◆ **Exercise description**:
Where does the word "discovery" appear in the data? Copy every line that holds it.

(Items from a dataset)
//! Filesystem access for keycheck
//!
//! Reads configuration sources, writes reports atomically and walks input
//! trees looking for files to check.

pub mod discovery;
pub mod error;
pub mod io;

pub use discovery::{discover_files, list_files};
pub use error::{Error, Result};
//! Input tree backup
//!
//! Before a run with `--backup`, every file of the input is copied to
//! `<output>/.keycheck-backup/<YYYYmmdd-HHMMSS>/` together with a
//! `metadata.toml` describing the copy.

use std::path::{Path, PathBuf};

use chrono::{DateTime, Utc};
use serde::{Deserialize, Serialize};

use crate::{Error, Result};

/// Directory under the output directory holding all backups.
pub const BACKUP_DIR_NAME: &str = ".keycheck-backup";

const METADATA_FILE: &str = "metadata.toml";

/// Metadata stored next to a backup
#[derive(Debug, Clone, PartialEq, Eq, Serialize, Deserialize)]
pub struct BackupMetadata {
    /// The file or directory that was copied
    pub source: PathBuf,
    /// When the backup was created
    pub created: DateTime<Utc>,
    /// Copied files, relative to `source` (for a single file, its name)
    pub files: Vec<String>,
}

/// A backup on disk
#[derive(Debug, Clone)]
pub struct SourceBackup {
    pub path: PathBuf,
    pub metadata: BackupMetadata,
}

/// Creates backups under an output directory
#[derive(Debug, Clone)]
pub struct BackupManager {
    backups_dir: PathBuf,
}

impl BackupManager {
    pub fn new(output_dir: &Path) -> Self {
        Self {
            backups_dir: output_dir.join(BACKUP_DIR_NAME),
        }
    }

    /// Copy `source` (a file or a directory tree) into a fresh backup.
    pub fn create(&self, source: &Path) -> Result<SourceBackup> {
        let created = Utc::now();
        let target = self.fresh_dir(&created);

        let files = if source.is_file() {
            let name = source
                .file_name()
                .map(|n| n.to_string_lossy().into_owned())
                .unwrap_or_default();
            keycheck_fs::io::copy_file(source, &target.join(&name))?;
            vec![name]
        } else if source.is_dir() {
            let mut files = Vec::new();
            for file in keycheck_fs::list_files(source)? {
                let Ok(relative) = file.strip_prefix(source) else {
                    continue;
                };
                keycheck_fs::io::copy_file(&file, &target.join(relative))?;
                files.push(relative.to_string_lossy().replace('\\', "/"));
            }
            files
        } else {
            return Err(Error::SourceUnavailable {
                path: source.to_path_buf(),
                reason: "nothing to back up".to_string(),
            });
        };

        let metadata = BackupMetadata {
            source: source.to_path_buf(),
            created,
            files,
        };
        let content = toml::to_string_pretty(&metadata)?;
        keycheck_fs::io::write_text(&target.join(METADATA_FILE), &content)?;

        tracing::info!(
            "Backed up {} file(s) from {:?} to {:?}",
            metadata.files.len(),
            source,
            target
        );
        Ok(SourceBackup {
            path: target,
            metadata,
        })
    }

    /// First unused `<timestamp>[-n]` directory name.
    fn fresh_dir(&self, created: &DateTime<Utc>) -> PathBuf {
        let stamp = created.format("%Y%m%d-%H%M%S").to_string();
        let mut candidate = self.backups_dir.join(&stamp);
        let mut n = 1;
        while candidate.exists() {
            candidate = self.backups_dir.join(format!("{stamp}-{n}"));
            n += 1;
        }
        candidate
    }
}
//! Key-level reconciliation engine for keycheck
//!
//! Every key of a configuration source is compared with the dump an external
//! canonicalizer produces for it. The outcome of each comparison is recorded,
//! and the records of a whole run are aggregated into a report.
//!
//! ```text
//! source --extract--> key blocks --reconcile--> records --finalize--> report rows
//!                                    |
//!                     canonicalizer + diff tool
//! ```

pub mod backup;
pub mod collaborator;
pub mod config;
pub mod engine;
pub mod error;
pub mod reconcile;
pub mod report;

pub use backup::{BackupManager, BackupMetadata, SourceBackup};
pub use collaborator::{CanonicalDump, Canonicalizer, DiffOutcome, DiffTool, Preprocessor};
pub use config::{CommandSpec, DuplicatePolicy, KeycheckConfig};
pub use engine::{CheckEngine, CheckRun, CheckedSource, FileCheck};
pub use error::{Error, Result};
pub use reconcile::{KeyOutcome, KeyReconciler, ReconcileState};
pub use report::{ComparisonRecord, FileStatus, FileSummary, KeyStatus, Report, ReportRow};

◆ **Output of the exercise**:
pub mod discovery;
pub use discovery::{discover_files, list_files};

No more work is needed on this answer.